[ACTIVITY] Pull out each line of the records holding the string "TransportResponse".

Data extracted from a collection:
//! Outbound HTTP capability used by the fetcher

use async_trait::async_trait;
use bytes::{Bytes, BytesMut};
use reqwest::header::HeaderMap;
use reqwest::{Client, Method, Url};
use std::time::Duration;
use thiserror::Error;
use tracing::debug;

use crate::config::RelaySettings;

/// Marker carried by every oversized-response failure. The fetcher keys its
/// range-narrowing and restart paths on this text.
pub const RESPONSE_TOO_LARGE: &str = "RESPONSE_TOO_LARGE";

#[derive(Debug, Clone, Error)]
pub enum TransportError {
    #[error("RESPONSE_TOO_LARGE: response body exceeds {limit} bytes")]
    ResponseTooLarge { limit: u64 },

    #[error("Deadline of {0:?} exceeded")]
    Timeout(Duration),

    #[error("Connection failed: {0}")]
    Connect(String),

    #[error("HTTP request failed: {0}")]
    RequestFailed(String),
}

impl TransportError {
    pub fn is_response_too_large(&self) -> bool {
        self.to_string().contains(RESPONSE_TOO_LARGE)
    }
}

pub type Result<T> = std::result::Result<T, TransportError>;

/// Fully built outbound request. Headers are already validated.
#[derive(Debug, Clone)]
pub struct OutboundRequest {
    pub method: Method,
    pub url: Url,
    pub headers: HeaderMap,
    pub body: Bytes,
}

/// Upstream response with its body buffered in memory
#[derive(Debug, Clone, Default)]
pub struct TransportResponse {
    pub status: u16,
    pub headers: Vec<(String, String)>,
    pub body: Bytes,
}

/// One round trip to the upstream; no retries at this level.
#[async_trait]
pub trait HttpTransport: Send + Sync {
    async fn round_trip(&self, request: &OutboundRequest) -> Result<TransportResponse>;
}

/// Transport settings
#[derive(Debug, Clone)]
pub struct TransportConfig {
    pub connect_timeout: Duration,
    pub request_timeout: Duration,
    pub max_response_bytes: u64,
    pub accept_invalid_certs: bool,
}

impl Default for TransportConfig {
    fn default() -> Self {
        Self {
            connect_timeout: Duration::from_secs(5),
            request_timeout: Duration::from_secs(10),
            max_response_bytes: 32 * 1024 * 1024,
            accept_invalid_certs: true,
        }
    }
}

impl TransportConfig {
    pub fn from_settings(settings: &RelaySettings) -> Self {
        let request_timeout = settings.fetch_timeout();
        Self {
            connect_timeout: request_timeout.min(Duration::from_secs(5)),
            request_timeout,
            max_response_bytes: settings.max_response_bytes.as_u64(),
            accept_invalid_certs: settings.accept_invalid_certs,
        }
    }
}

/// reqwest-backed transport
///
/// Redirects are not followed: a 3xx goes back to the caller, which may
/// resume with the `X-Range` hint.
pub struct ReqwestTransport {
    client: Client,
    config: TransportConfig,
}

impl ReqwestTransport {
    pub fn new(config: TransportConfig) -> Result<Self> {
        let client = Client::builder()
            .connect_timeout(config.connect_timeout)
            .timeout(config.request_timeout)
            .danger_accept_invalid_certs(config.accept_invalid_certs)
            .redirect(reqwest::redirect::Policy::none())
            .build()
            .map_err(|e| TransportError::RequestFailed(e.to_string()))?;

        Ok(Self { client, config })
    }

    fn map_error(&self, err: reqwest::Error) -> TransportError {
        if err.is_timeout() {
            TransportError::Timeout(self.config.request_timeout)
        } else if err.is_connect() {
            TransportError::Connect(err.to_string())
        } else {
            TransportError::RequestFailed(err.to_string())
        }
    }

    fn too_large(&self) -> TransportError {
        TransportError::ResponseTooLarge {
            limit: self.config.max_response_bytes,
        }
    }
}

#[async_trait]
impl HttpTransport for ReqwestTransport {
    async fn round_trip(&self, request: &OutboundRequest) -> Result<TransportResponse> {
        debug!(method = %request.method, url = %request.url, "Sending request");

        let mut builder = self
            .client
            .request(request.method.clone(), request.url.clone())
            .headers(request.headers.clone());
        if !request.body.is_empty() {
            builder = builder.body(request.body.clone());
        }

        let mut response = builder.send().await.map_err(|e| self.map_error(e))?;

        let limit = self.config.max_response_bytes;
        if response.content_length().is_some_and(|len| len > limit) {
            return Err(self.too_large());
        }

        let status = response.status().as_u16();
        let headers = response
            .headers()
            .iter()
            .map(|(name, value)| {
                (
                    name.as_str().to_string(),
                    String::from_utf8_lossy(value.as_bytes()).into_owned(),
                )
            })
            .collect();

        // Chunked bodies carry no length up front; enforce the cap while reading.
        let mut body = BytesMut::new();
        while let Some(chunk) = response.chunk().await.map_err(|e| self.map_error(e))? {
            if (body.len() + chunk.len()) as u64 > limit {
                return Err(self.too_large());
            }
            body.extend_from_slice(&chunk);
        }

        debug!(url = %request.url, status, size = body.len(), "Response received");

        Ok(TransportResponse {
            status,
            headers,
            body: body.freeze(),
        })
    }
}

[OUTPUT FOR THIS EXERCISE]
pub struct TransportResponse {
    async fn round_trip(&self, request: &OutboundRequest) -> Result<TransportResponse>;
    async fn round_trip(&self, request: &OutboundRequest) -> Result<TransportResponse> {
        Ok(TransportResponse {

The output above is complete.